Une étude européenne montre une demande croissante pour davantage d’information, de choix et d’implication dans le processus de décision

Une étude récente menée auprès de 8.000 patients et citoyens de huit pays européens montre que les patients souhaitent une meilleure communication avec leurs médecins, davantage d’informations sur les traitements et les soins, et une plus grande participation dans les décisions concernant leur santé. A travers toute l’Europe, les attentes relatives à tous les aspects relevant des soins de santé sont de plus en plus grandes, particulièrement au sein des couches de la population les plus jeunes et les mieux instruites; mais, à l’heure actuelle, les systèmes de soins de santé ne sont pas préparés pour répondre à ces exigences. Les résultats de cette étude apparaissent dans un nouvel ouvrage intitulé The European Patient of the Future (Le patient européen du futur), publié par Angela Coulter et Helen Magee.

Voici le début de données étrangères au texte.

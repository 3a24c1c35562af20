/// Fixed-timestep lag accumulator.
///
/// Each call adds the frame's delta to `lag` and drains it in whole steps.
/// The remainder carries over, so the simulation runs at a fixed step while
/// the number of ticks per frame varies. There is no cap on ticks per call;
/// the caller bounds the input (clock `max_delta`) or the output (frame loop).
#[derive(Debug, Clone, Copy, Default, PartialEq)]
pub struct FixedStepAccumulator {
    lag: f64,
}

/// Relative slack that absorbs float residue when deltas are chunked.
const STEP_EPSILON: f64 = 1e-9;

impl FixedStepAccumulator {
    pub fn new() -> Self {
        Self { lag: 0.0 }
    }

    /// Adds `delta_sec` and returns how many `step_sec` ticks to run.
    ///
    /// Negative, NaN and infinite deltas count as zero. A non-positive or NaN
    /// step yields no ticks and leaves the lag untouched. Counts beyond
    /// `u32::MAX` saturate.
    pub fn tick(&mut self, delta_sec: f64, step_sec: f64) -> u32 {
        if step_sec.is_nan() || step_sec <= 0.0 {
            return 0;
        }

        if delta_sec.is_finite() && delta_sec > 0.0 {
            let lag = self.lag + delta_sec;
            if lag.is_finite() {
                self.lag = lag;
            }
        }

        let slack = step_sec * STEP_EPSILON;
        let mut n = ((self.lag + slack) / step_sec).floor();
        if n >= 1.0 {
            self.lag -= n * step_sec;
        } else {
            n = 0.0;
        }
        // Division rounding can leave exactly one more step behind.
        if self.lag + slack >= step_sec {
            self.lag -= step_sec;
            n += 1.0;
        }

        if self.lag < 0.0 {
            self.lag = 0.0;
        } else if self.lag >= step_sec {
            self.lag %= step_sec;
        }
        // Float-to-int `as` saturates.
        n as u32
    }

    #[inline]
    pub fn lag(&self) -> f64 {
        self.lag
    }

    /// Interpolation factor `lag / step` in `[0, 1)`.
    pub fn alpha(&self, step_sec: f64) -> f64 {
        if step_sec > 0.0 {
            (self.lag / step_sec).clamp(0.0, 1.0)
        } else {
            0.0
        }
    }

    pub fn reset(&mut self) {
        self.lag = 0.0;
    }
}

Environ 74% des personnes interrogées ont déclaré que le patient devrait être impliqué dans les décisions relatives à son traitement, en tant qu’acteur principal de la prise de décision ou en collaboration avec son médecin. Par contre, seuls 36% d’entre eux avaient le sentiment que leur médecin encourageait suffisamment le dialogue avec eux, tandis que 45% estimaient carrément manquer d’information satisfaisante sur leur nouveau traitement. En outre, plus de la moitié des sondés – soit 57% - considéraient leur possibilité de poser un choix de modérée à faible.

Les conclusions de ce sondage s’intègrent dans une étude plus vaste coordonnée par le Picker Institute Europe et conduite dans huit pays européens (Allemagne, Italie, Pologne, Slovénie, Espagne, Suède, Suisse et Royaume-Uni). Cette étude, qui repose sur les revues spécialisées, la recherche basée sur les groupes témoins, et l’enquête internationale dans le but d’observer les problèmes émergeants en matière de soins de santé à travers les yeux du patient, a été menée grâce à des subsides à l’éducation illimités octroyés par Merck Sharp & Dohme (MSD). 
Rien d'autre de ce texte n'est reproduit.